*Required action*: Through the last line of the entries, please copy every line exactly, starting with the one that contains "changeset.push(effect.evaluate(state)?);".
◇ ◇ ◇ ◇
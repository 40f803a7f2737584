use super::{Effect, Formula};
use crate::common::{ActionIdx, Atom, State, VariableIdx};

/// Fully instantiated action. Read-only once the problem is built.
#[derive(Debug, Clone, PartialEq, Eq)]
pub struct GroundAction {
    pub id: ActionIdx,
    pub name: String,
    pub precondition: Formula,
    pub effects: Vec<Effect>,
    relevant: Vec<VariableIdx>,
}

impl GroundAction {
    pub fn new(id: ActionIdx, name: String, precondition: Formula, effects: Vec<Effect>) -> Self {
        let mut relevant = Vec::new();
        precondition.collect_variables(&mut relevant);
        for effect in &effects {
            effect.collect_variables(&mut relevant);
        }
        relevant.sort_unstable();
        relevant.dedup();

        GroundAction {
            id,
            name,
            precondition,
            effects,
            relevant,
        }
    }

    pub fn is_applicable(&self, state: &State) -> bool {
        self.precondition.holds(state)
    }

    /// Atoms written by the effects, all evaluated on the same pre-state.
    /// `None` if an effect value cannot be computed.
    pub fn changeset(&self, state: &State) -> Option<Vec<Atom>> {
        let mut changeset = Vec::with_capacity(self.effects.len());
        for effect in &self.effects {
            if !effect.condition.holds(state) {
                continue;
            }
            changeset.push(effect.evaluate(state)?);
        }
        Some(changeset)
    }

    /// Variables whose relaxed domains can change what this action supports.
    /// Empty for actions with no precondition and constant effects.
    pub fn relevant_variables(&self) -> &[VariableIdx] {
        &self.relevant
    }
}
◇ ◇ ◇ ◇
*Task solution*:
            changeset.push(effect.evaluate(state)?);
        }
        Some(changeset)
    }

    /// Variables whose relaxed domains can change what this action supports.
    /// Empty for actions with no precondition and constant effects.
    pub fn relevant_variables(&self) -> &[VariableIdx] {
        &self.relevant
    }
}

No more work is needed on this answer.